-- Opening Marker --

#![cfg(not(feature = "csr"))]

use super::*;

// =============================================================
// Literal values
// =============================================================

#[test]
fn as_str_uses_the_persisted_literals() {
    assert_eq!(Theme::Light.as_str(), "light");
    assert_eq!(Theme::Dark.as_str(), "dark");
}

#[test]
fn parse_accepts_only_the_two_literals() {
    assert_eq!(Theme::parse("light"), Some(Theme::Light));
    assert_eq!(Theme::parse("dark"), Some(Theme::Dark));
    assert_eq!(Theme::parse(""), None);
    assert_eq!(Theme::parse("Dark"), None);
    assert_eq!(Theme::parse("auto"), None);
}

#[test]
fn parse_round_trips_as_str() {
    for theme in [Theme::Light, Theme::Dark] {
        assert_eq!(Theme::parse(theme.as_str()), Some(theme));
    }
}

// =============================================================
// Resolution precedence
// =============================================================

#[test]
fn stored_preference_wins_over_system() {
    assert_eq!(resolve(Some(Theme::Light), true), Theme::Light);
    assert_eq!(resolve(Some(Theme::Dark), false), Theme::Dark);
}

#[test]
fn absent_preference_follows_system() {
    assert_eq!(resolve(None, true), Theme::Dark);
    assert_eq!(resolve(None, false), Theme::Light);
}

// =============================================================
// Toggle
// =============================================================

#[test]
fn toggle_inverts() {
    assert_eq!(toggle(Theme::Light), Theme::Dark);
    assert_eq!(toggle(Theme::Dark), Theme::Light);
}

#[test]
fn double_toggle_restores_the_original_theme() {
    for theme in [Theme::Light, Theme::Dark] {
        assert_eq!(toggle(toggle(theme)), theme);
    }
}

#[test]
fn toggle_controls_describe_the_opposite_mode() {
    assert_eq!(Theme::Light.toggle_glyph(), "☾");
    assert_eq!(Theme::Dark.toggle_glyph(), "☀");
    assert!(Theme::Light.toggle_label().contains("dark"));
    assert!(Theme::Dark.toggle_label().contains("light"));
}

// =============================================================
// Browser wrappers degrade to no-ops
// =============================================================

#[test]
fn read_preference_is_none_without_a_browser() {
    assert_eq!(read_preference(), None);
}

#[test]
fn current_falls_back_to_light_without_a_browser() {
    assert!(!system_prefers_dark());
    assert_eq!(current(), Theme::Light);
}

#[test]
fn apply_and_watch_are_noop_but_callable() {
    apply(Theme::Dark);
    watch_system(|_| {});
}
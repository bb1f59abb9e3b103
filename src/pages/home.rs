//! Landing page: hero, appointment call-to-action, monitoring overview.

use leptos::prelude::*;
use leptos_meta::Title;

use crate::components::reveal::Reveal;
use crate::components::service_card::ServiceCard;
use crate::state::notices::{NoticesState, Severity};
use crate::util::scroll;

const MONITORING_ANCHOR: &str = "#monitoring";

/// Landing page.
#[component]
pub fn HomePage() -> impl IntoView {
    let notices = expect_context::<RwSignal<NoticesState>>();

    let cta_raised = RwSignal::new(false);

    let on_appointment = move |_| {
        notices.update(|state| {
            let _ = state.push("Appointment booking is coming soon.", Severity::Info);
        });
    };

    let on_learn_more = move |ev: leptos::ev::MouseEvent| {
        if let Some(fragment) = scroll::fragment_from_href(MONITORING_ANCHOR) {
            ev.prevent_default();
            scroll::scroll_to_fragment(fragment);
        }
    };

    view! {
        <Title text="HealthCore — Safe water, healthy communities"/>

        <Reveal>
            <section class="hero">
                <h1 class="hero__title">"Safe water, healthy communities."</h1>
                <p class="hero__lead">
                    "HealthCore tracks water quality across the communities we serve and "
                    "turns field reports into early warnings before outbreaks spread."
                </p>
                <div class="hero__actions">
                    <button
                        class=move || if cta_raised.get() { "btn btn--primary btn--raised" } else { "btn btn--primary" }
                        on:pointerenter=move |_| cta_raised.set(true)
                        on:pointerleave=move |_| cta_raised.set(false)
                        on:focus=move |_| cta_raised.set(true)
                        on:blur=move |_| cta_raised.set(false)
                        on:click=on_appointment
                    >
                        "Book an appointment"
                    </button>
                    <a class="btn btn--ghost" href=MONITORING_ANCHOR on:click=on_learn_more>
                        "See what we monitor"
                    </a>
                </div>
            </section>
        </Reveal>

        <section class="section" id="monitoring">
            <Reveal>
                <h2 class="section__title">"What we monitor"</h2>
            </Reveal>
            <div class="section__cards">
                <Reveal>
                    <ServiceCard
                        glyph="💧"
                        title="Water quality"
                        blurb="Turbidity, pH, and chlorine levels from every reporting site, updated as field teams check in."
                    />
                </Reveal>
                <Reveal>
                    <ServiceCard
                        glyph="📈"
                        title="Outbreak signals"
                        blurb="Case counts and water readings feed a prediction model that flags at-risk locations early."
                    />
                </Reveal>
                <Reveal>
                    <ServiceCard
                        glyph="📣"
                        title="Community alerts"
                        blurb="When a location trends toward risk, local health workers get an alert with the readings behind it."
                    />
                </Reveal>
            </div>
        </section>
    }
}
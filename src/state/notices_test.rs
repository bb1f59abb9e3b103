use super::*;

// =============================================================
// Pushing
// =============================================================

#[test]
fn push_appends_a_notice_with_default_duration() {
    let mut state = NoticesState::default();
    let id = state.push("saved", Severity::Success);
    assert_eq!(state.items.len(), 1);
    assert!(state.contains(id));
    assert_eq!(state.items[0].duration_ms, DEFAULT_DURATION_MS);
    assert_eq!(state.items[0].message, "saved");
    assert!(!state.items[0].leaving);
}

#[test]
fn push_with_duration_keeps_explicit_duration() {
    let mut state = NoticesState::default();
    state.push_with_duration("quick", Severity::Info, 1200);
    assert_eq!(state.items[0].duration_ms, 1200);
}

#[test]
fn pushed_notices_have_distinct_ids() {
    let mut state = NoticesState::default();
    let a = state.push("one", Severity::Info);
    let b = state.push("one", Severity::Info);
    assert_ne!(a, b);
}

#[test]
fn notices_render_in_push_order() {
    let mut state = NoticesState::default();
    state.push("first", Severity::Info);
    state.push("second", Severity::Warning);
    assert_eq!(state.items[0].message, "first");
    assert_eq!(state.items[1].message, "second");
}

// =============================================================
// Dismissal
// =============================================================

#[test]
fn dismiss_removes_only_the_target() {
    let mut state = NoticesState::default();
    let a = state.push("keep", Severity::Info);
    let b = state.push("drop", Severity::Error);
    state.dismiss(b);
    assert!(state.contains(a));
    assert!(!state.contains(b));
    assert_eq!(state.items.len(), 1);
}

#[test]
fn dismiss_is_idempotent() {
    let mut state = NoticesState::default();
    let id = state.push("once", Severity::Info);
    state.dismiss(id);
    // The auto-removal timer firing after a manual dismiss hits this path.
    state.dismiss(id);
    assert!(state.items.is_empty());
}

#[test]
fn dismiss_unknown_id_is_a_noop() {
    let mut state = NoticesState::default();
    state.push("present", Severity::Info);
    state.dismiss(Uuid::new_v4());
    assert_eq!(state.items.len(), 1);
}

// =============================================================
// Leaving flag
// =============================================================

#[test]
fn mark_leaving_sets_the_flag() {
    let mut state = NoticesState::default();
    let id = state.push("bye", Severity::Info);
    state.mark_leaving(id);
    assert!(state.items[0].leaving);
}

#[test]
fn mark_leaving_unknown_id_is_a_noop() {
    let mut state = NoticesState::default();
    state.mark_leaving(Uuid::new_v4());
    assert!(state.items.is_empty());
}

// =============================================================
// Severity
// =============================================================

#[test]
fn severity_default_is_info() {
    assert_eq!(Severity::default(), Severity::Info);
}

#[test]
fn severity_css_classes_are_distinct() {
    let classes = [
        Severity::Info.css_class(),
        Severity::Success.css_class(),
        Severity::Warning.css_class(),
        Severity::Error.css_class(),
    ];
    for (i, a) in classes.iter().enumerate() {
        for (j, b) in classes.iter().enumerate() {
            if i != j {
                assert_ne!(a, b);
            }
        }
    }
}
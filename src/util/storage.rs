//! Browser localStorage helpers.
//!
//! SYSTEM CONTEXT
//! ==============
//! Centralizes the csr-only read/write glue so callers do not repeat
//! web-sys plumbing. Values are raw strings; the only persisted entry on
//! this site is the theme preference, which is contractually a literal
//! string rather than JSON.

#[cfg(test)]
#[path = "storage_test.rs"]
mod storage_test;

/// Load the string stored under `key`, if any.
#[must_use]
pub fn load_string(key: &str) -> Option<String> {
    #[cfg(feature = "csr")]
    {
        let storage = web_sys::window().and_then(|w| w.local_storage().ok().flatten())?;
        storage.get_item(key).ok().flatten()
    }
    #[cfg(not(feature = "csr"))]
    {
        let _ = key;
        None
    }
}

/// Store `value` under `key`. Quota or availability failures are ignored.
pub fn save_string(key: &str, value: &str) {
    #[cfg(feature = "csr")]
    {
        if let Some(storage) = web_sys::window().and_then(|w| w.local_storage().ok().flatten()) {
            let _ = storage.set_item(key, value);
        }
    }
    #[cfg(not(feature = "csr"))]
    {
        let _ = (key, value);
    }
}
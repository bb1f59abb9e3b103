//! Theme resolution, application, and toggle.
//!
//! Reads the user's preference from `localStorage` and applies a
//! `data-theme` attribute to the `<html>` element. Toggle writes back to
//! `localStorage` and updates that attribute. When no preference is
//! stored, the `prefers-color-scheme` media query decides, and a change
//! subscription keeps following the system until the user picks a side.
//!
//! TRADE-OFFS
//! ==========
//! Preference persistence is best-effort browser-only behavior; non-csr
//! paths safely no-op so the native test build stays deterministic.

#[cfg(test)]
#[path = "theme_test.rs"]
mod theme_test;

use crate::util::storage;

#[cfg(feature = "csr")]
use wasm_bindgen::{JsCast, closure::Closure};

/// localStorage key holding the persisted preference.
pub const STORAGE_KEY: &str = "healthcore_theme";

#[cfg(feature = "csr")]
const SCHEME_QUERY: &str = "(prefers-color-scheme: dark)";

/// The two-value theme flag applied to the document root.
#[derive(Clone, Copy, Debug, Default, PartialEq, Eq)]
pub enum Theme {
    #[default]
    Light,
    Dark,
}

impl Theme {
    /// The literal persisted/applied value.
    #[must_use]
    pub fn as_str(self) -> &'static str {
        match self {
            Theme::Light => "light",
            Theme::Dark => "dark",
        }
    }

    /// Parse a stored value; anything but the two literals is "unset".
    #[must_use]
    pub fn parse(value: &str) -> Option<Theme> {
        match value {
            "light" => Some(Theme::Light),
            "dark" => Some(Theme::Dark),
            _ => None,
        }
    }

    /// The other theme.
    #[must_use]
    pub fn invert(self) -> Theme {
        match self {
            Theme::Light => Theme::Dark,
            Theme::Dark => Theme::Light,
        }
    }

    /// Toggle-control glyph: shows the mode the toggle would switch to.
    #[must_use]
    pub fn toggle_glyph(self) -> &'static str {
        match self {
            Theme::Light => "☾",
            Theme::Dark => "☀",
        }
    }

    /// Toggle-control tooltip: names the mode the toggle would switch to.
    #[must_use]
    pub fn toggle_label(self) -> &'static str {
        match self {
            Theme::Light => "Switch to dark mode",
            Theme::Dark => "Switch to light mode",
        }
    }
}

/// Resolve the effective theme: an explicit stored preference wins,
/// otherwise the system preference decides.
#[must_use]
pub fn resolve(stored: Option<Theme>, system_dark: bool) -> Theme {
    stored.unwrap_or(if system_dark { Theme::Dark } else { Theme::Light })
}

/// Read the stored preference, if the user ever made one.
#[must_use]
pub fn read_preference() -> Option<Theme> {
    storage::load_string(STORAGE_KEY).and_then(|raw| Theme::parse(&raw))
}

/// Whether the environment currently reports a dark color scheme.
#[must_use]
pub fn system_prefers_dark() -> bool {
    #[cfg(feature = "csr")]
    {
        web_sys::window()
            .and_then(|w| w.match_media(SCHEME_QUERY).ok().flatten())
            .map_or(false, |mq| mq.matches())
    }
    #[cfg(not(feature = "csr"))]
    {
        false
    }
}

/// The theme that should be applied right now.
#[must_use]
pub fn current() -> Theme {
    resolve(read_preference(), system_prefers_dark())
}

/// Apply the `data-theme` attribute on the `<html>` element. A missing
/// document root is tolerated silently.
pub fn apply(theme: Theme) {
    #[cfg(feature = "csr")]
    {
        if let Some(doc) = web_sys::window().and_then(|w| w.document()) {
            if let Some(el) = doc.document_element() {
                let _ = el.set_attribute("data-theme", theme.as_str());
            }
        }
    }
    #[cfg(not(feature = "csr"))]
    {
        let _ = theme;
    }
}

/// Invert `current`, apply the result, and persist it as the explicit
/// preference. Returns the newly applied theme.
pub fn toggle(current: Theme) -> Theme {
    let next = current.invert();
    apply(next);
    storage::save_string(STORAGE_KEY, next.as_str());
    next
}

/// Follow system preference changes while no explicit preference is
/// stored. Once the user has toggled, the stored choice is sticky and
/// change events are ignored. `on_apply` observes every re-application.
pub fn watch_system(on_apply: impl Fn(Theme) + 'static) {
    #[cfg(feature = "csr")]
    {
        let Some(window) = web_sys::window() else {
            return;
        };
        let Ok(Some(query)) = window.match_media(SCHEME_QUERY) else {
            return;
        };
        let cb = Closure::wrap(Box::new(move |ev: web_sys::MediaQueryListEvent| {
            if read_preference().is_some() {
                return;
            }
            let next = resolve(None, ev.matches());
            apply(next);
            on_apply(next);
        }) as Box<dyn FnMut(web_sys::MediaQueryListEvent)>);
        let _ = query.add_event_listener_with_callback("change", cb.as_ref().unchecked_ref());
        cb.forget();
    }
    #[cfg(not(feature = "csr"))]
    {
        let _ = on_apply;
    }
}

-- Closing Marker --

● Assignment
Word for word, return the lines from the one holding "observes every re-application." through the end of the entries above.

● Task response
/// change events are ignored. `on_apply` observes every re-application.
pub fn watch_system(on_apply: impl Fn(Theme) + 'static) {
    #[cfg(feature = "csr")]
    {
        let Some(window) = web_sys::window() else {
            return;
        };
        let Ok(Some(query)) = window.match_media(SCHEME_QUERY) else {
            return;
        };
        let cb = Closure::wrap(Box::new(move |ev: web_sys::MediaQueryListEvent| {
            if read_preference().is_some() {
                return;
            }
            let next = resolve(None, ev.matches());
            apply(next);
            on_apply(next);
        }) as Box<dyn FnMut(web_sys::MediaQueryListEvent)>);
        let _ = query.add_event_listener_with_callback("change", cb.as_ref().unchecked_ref());
        cb.forget();
    }
    #[cfg(not(feature = "csr"))]
    {
        let _ = on_apply;
    }
}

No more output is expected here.